-------- SUPPLIED RECORDS --------

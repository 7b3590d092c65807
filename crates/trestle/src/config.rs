//! Registry of opaque per-route filter configuration.
//!
//! The engine hands us serialized config payloads and keeps only the
//! numeric id we return; every id stays valid until an explicit destroy.
//! Ids are monotonic and never reused while the registry lives.

use std::sync::atomic::{AtomicU64, Ordering};
use std::sync::Arc;

use dashmap::DashMap;

use trestle_filter_api::{ConfigError, ConfigParser, FilterConfig, FilterError};

pub struct ConfigRegistry {
    entries: DashMap<u64, FilterConfig>,
    next_id: AtomicU64,
    parser: Option<Arc<dyn ConfigParser>>,
}

impl ConfigRegistry {
    /// Create a registry, optionally with a custom parser supplied by the
    /// filter. Without one, raw payload bytes are stored as-is and merge
    /// defaults to child-overrides-parent.
    pub fn new(parser: Option<Arc<dyn ConfigParser>>) -> ConfigRegistry {
        ConfigRegistry {
            entries: DashMap::new(),
            // 0 is reserved as the "no config" sentinel on the ABI.
            next_id: AtomicU64::new(1),
            parser,
        }
    }

    fn allocate_id(&self) -> u64 {
        self.next_id.fetch_add(1, Ordering::Relaxed)
    }

    /// Parse and store a payload, returning its id. Fails only on
    /// malformed input.
    pub fn parse(&self, raw: &[u8]) -> Result<u64, ConfigError> {
        let value: FilterConfig = match &self.parser {
            Some(parser) => parser.parse(raw)?,
            None => Arc::new(raw.to_vec()),
        };
        let id = self.allocate_id();
        self.entries.insert(id, value);
        Ok(id)
    }

    /// Merge a child config over its parent.
    ///
    /// With a custom parser the merged value is stored under a new id;
    /// otherwise the child id is returned unchanged. Missing ids are a
    /// contract violation, not a runtime condition.
    pub fn merge(&self, parent_id: u64, child_id: u64) -> Result<u64, FilterError> {
        let Some(parser) = &self.parser else {
            // Child overrides parent by default.
            return Ok(child_id);
        };
        let parent = self.get(parent_id)?;
        let child = self.get(child_id)?;
        let merged = parser.merge(&parent, &child);
        let id = self.allocate_id();
        self.entries.insert(id, merged);
        Ok(id)
    }

    /// Remove an entry. Idempotent; the caller is responsible for not
    /// destroying ids still referenced by in-flight requests.
    pub fn destroy(&self, id: u64) {
        self.entries.remove(&id);
    }

    /// Look up a stored config.
    pub fn get(&self, id: u64) -> Result<FilterConfig, FilterError> {
        self.entries
            .get(&id)
            .map(|entry| Arc::clone(entry.value()))
            .ok_or(FilterError::UnknownConfig(id))
    }

    #[cfg(test)]
    pub(crate) fn len(&self) -> usize {
        self.entries.len()
    }
}

#[cfg(test)]
mod tests {
    use super::*;
    use trestle_filter_api::ErrorCategory;

    struct UpperParser;

    impl ConfigParser for UpperParser {
        fn parse(&self, raw: &[u8]) -> Result<FilterConfig, ConfigError> {
            let text = std::str::from_utf8(raw)
                .map_err(|e| ConfigError::Malformed(e.to_string()))?;
            Ok(Arc::new(text.to_uppercase()))
        }

        fn merge(&self, parent: &FilterConfig, child: &FilterConfig) -> FilterConfig {
            let parent = parent.downcast_ref::<String>().cloned().unwrap_or_default();
            let child = child.downcast_ref::<String>().cloned().unwrap_or_default();
            Arc::new(format!("{parent}+{child}"))
        }
    }

    #[test]
    fn parse_stores_raw_bytes_without_parser() {
        let registry = ConfigRegistry::new(None);
        let id = registry.parse(b"payload").unwrap();
        let config = registry.get(id).unwrap();
        assert_eq!(
            config.downcast_ref::<Vec<u8>>().unwrap().as_slice(),
            b"payload"
        );
    }

    #[test]
    fn destroy_then_lookup_is_a_contract_violation() {
        let registry = ConfigRegistry::new(None);
        let id = registry.parse(b"x").unwrap();
        registry.destroy(id);
        let err = registry.get(id).unwrap_err();
        assert!(matches!(err, FilterError::UnknownConfig(found) if found == id));
        assert_eq!(err.category(), ErrorCategory::ContractViolation);
        // Idempotent.
        registry.destroy(id);
    }

    #[test]
    fn merge_without_parser_returns_child_unchanged() {
        let registry = ConfigRegistry::new(None);
        let parent = registry.parse(b"parent").unwrap();
        let child = registry.parse(b"child").unwrap();
        assert_eq!(registry.merge(parent, child).unwrap(), child);
        assert_eq!(registry.len(), 2);
    }

    #[test]
    fn merge_with_parser_stores_new_entry() {
        let registry = ConfigRegistry::new(Some(Arc::new(UpperParser)));
        let parent = registry.parse(b"route").unwrap();
        let child = registry.parse(b"vhost").unwrap();
        let merged = registry.merge(parent, child).unwrap();
        assert_ne!(merged, parent);
        assert_ne!(merged, child);
        let config = registry.get(merged).unwrap();
        assert_eq!(config.downcast_ref::<String>().unwrap(), "ROUTE+VHOST");
    }

    #[test]
    fn merge_with_parser_requires_live_ids() {
        let registry = ConfigRegistry::new(Some(Arc::new(UpperParser)));
        let child = registry.parse(b"c").unwrap();
        assert!(matches!(
            registry.merge(999, child),
            Err(FilterError::UnknownConfig(999))
        ));
    }

    #[test]
    fn ids_are_monotonic_and_never_zero() {
        let registry = ConfigRegistry::new(None);
        let first = registry.parse(b"a").unwrap();
        assert!(first > 0);
        let second = registry.parse(b"b").unwrap();
        registry.destroy(second);
        let third = registry.parse(b"c").unwrap();
        assert!(second > first);
        assert!(third > second);
    }
}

--------

PROBLEM DESCRIPTION:
Write out the records above again, keeping each one identical to the original.

SOLUTION FOR THIS TASK:
repository 7b3590d092c65807
filename crates/trestle/src/config.rs
//! Registry of opaque per-route filter configuration.
//!
//! The engine hands us serialized config payloads and keeps only the
//! numeric id we return; every id stays valid until an explicit destroy.
//! Ids are monotonic and never reused while the registry lives.

use std::sync::atomic::{AtomicU64, Ordering};
use std::sync::Arc;

use dashmap::DashMap;

use trestle_filter_api::{ConfigError, ConfigParser, FilterConfig, FilterError};

pub struct ConfigRegistry {
    entries: DashMap<u64, FilterConfig>,
    next_id: AtomicU64,
    parser: Option<Arc<dyn ConfigParser>>,
}

impl ConfigRegistry {
    /// Create a registry, optionally with a custom parser supplied by the
    /// filter. Without one, raw payload bytes are stored as-is and merge
    /// defaults to child-overrides-parent.
    pub fn new(parser: Option<Arc<dyn ConfigParser>>) -> ConfigRegistry {
        ConfigRegistry {
            entries: DashMap::new(),
            // 0 is reserved as the "no config" sentinel on the ABI.
            next_id: AtomicU64::new(1),
            parser,
        }
    }

    fn allocate_id(&self) -> u64 {
        self.next_id.fetch_add(1, Ordering::Relaxed)
    }

    /// Parse and store a payload, returning its id. Fails only on
    /// malformed input.
    pub fn parse(&self, raw: &[u8]) -> Result<u64, ConfigError> {
        let value: FilterConfig = match &self.parser {
            Some(parser) => parser.parse(raw)?,
            None => Arc::new(raw.to_vec()),
        };
        let id = self.allocate_id();
        self.entries.insert(id, value);
        Ok(id)
    }

    /// Merge a child config over its parent.
    ///
    /// With a custom parser the merged value is stored under a new id;
    /// otherwise the child id is returned unchanged. Missing ids are a
    /// contract violation, not a runtime condition.
    pub fn merge(&self, parent_id: u64, child_id: u64) -> Result<u64, FilterError> {
        let Some(parser) = &self.parser else {
            // Child overrides parent by default.
            return Ok(child_id);
        };
        let parent = self.get(parent_id)?;
        let child = self.get(child_id)?;
        let merged = parser.merge(&parent, &child);
        let id = self.allocate_id();
        self.entries.insert(id, merged);
        Ok(id)
    }

    /// Remove an entry. Idempotent; the caller is responsible for not
    /// destroying ids still referenced by in-flight requests.
    pub fn destroy(&self, id: u64) {
        self.entries.remove(&id);
    }

    /// Look up a stored config.
    pub fn get(&self, id: u64) -> Result<FilterConfig, FilterError> {
        self.entries
            .get(&id)
            .map(|entry| Arc::clone(entry.value()))
            .ok_or(FilterError::UnknownConfig(id))
    }

    #[cfg(test)]
    pub(crate) fn len(&self) -> usize {
        self.entries.len()
    }
}

#[cfg(test)]
mod tests {
    use super::*;
    use trestle_filter_api::ErrorCategory;

    struct UpperParser;

    impl ConfigParser for UpperParser {
        fn parse(&self, raw: &[u8]) -> Result<FilterConfig, ConfigError> {
            let text = std::str::from_utf8(raw)
                .map_err(|e| ConfigError::Malformed(e.to_string()))?;
            Ok(Arc::new(text.to_uppercase()))
        }

        fn merge(&self, parent: &FilterConfig, child: &FilterConfig) -> FilterConfig {
            let parent = parent.downcast_ref::<String>().cloned().unwrap_or_default();
            let child = child.downcast_ref::<String>().cloned().unwrap_or_default();
            Arc::new(format!("{parent}+{child}"))
        }
    }

    #[test]
    fn parse_stores_raw_bytes_without_parser() {
        let registry = ConfigRegistry::new(None);
        let id = registry.parse(b"payload").unwrap();
        let config = registry.get(id).unwrap();
        assert_eq!(
            config.downcast_ref::<Vec<u8>>().unwrap().as_slice(),
            b"payload"
        );
    }

    #[test]
    fn destroy_then_lookup_is_a_contract_violation() {
        let registry = ConfigRegistry::new(None);
        let id = registry.parse(b"x").unwrap();
        registry.destroy(id);
        let err = registry.get(id).unwrap_err();
        assert!(matches!(err, FilterError::UnknownConfig(found) if found == id));
        assert_eq!(err.category(), ErrorCategory::ContractViolation);
        // Idempotent.
        registry.destroy(id);
    }

    #[test]
    fn merge_without_parser_returns_child_unchanged() {
        let registry = ConfigRegistry::new(None);
        let parent = registry.parse(b"parent").unwrap();
        let child = registry.parse(b"child").unwrap();
        assert_eq!(registry.merge(parent, child).unwrap(), child);
        assert_eq!(registry.len(), 2);
    }

    #[test]
    fn merge_with_parser_stores_new_entry() {
        let registry = ConfigRegistry::new(Some(Arc::new(UpperParser)));
        let parent = registry.parse(b"route").unwrap();
        let child = registry.parse(b"vhost").unwrap();
        let merged = registry.merge(parent, child).unwrap();
        assert_ne!(merged, parent);
        assert_ne!(merged, child);
        let config = registry.get(merged).unwrap();
        assert_eq!(config.downcast_ref::<String>().unwrap(), "ROUTE+VHOST");
    }

    #[test]
    fn merge_with_parser_requires_live_ids() {
        let registry = ConfigRegistry::new(Some(Arc::new(UpperParser)));
        let child = registry.parse(b"c").unwrap();
        assert!(matches!(
            registry.merge(999, child),
            Err(FilterError::UnknownConfig(999))
        ));
    }

    #[test]
    fn ids_are_monotonic_and_never_zero() {
        let registry = ConfigRegistry::new(None);
        let first = registry.parse(b"a").unwrap();
        assert!(first > 0);
        let second = registry.parse(b"b").unwrap();
        registry.destroy(second);
        let third = registry.parse(b"c").unwrap();
        assert!(second > first);
        assert!(third > second);
    }
}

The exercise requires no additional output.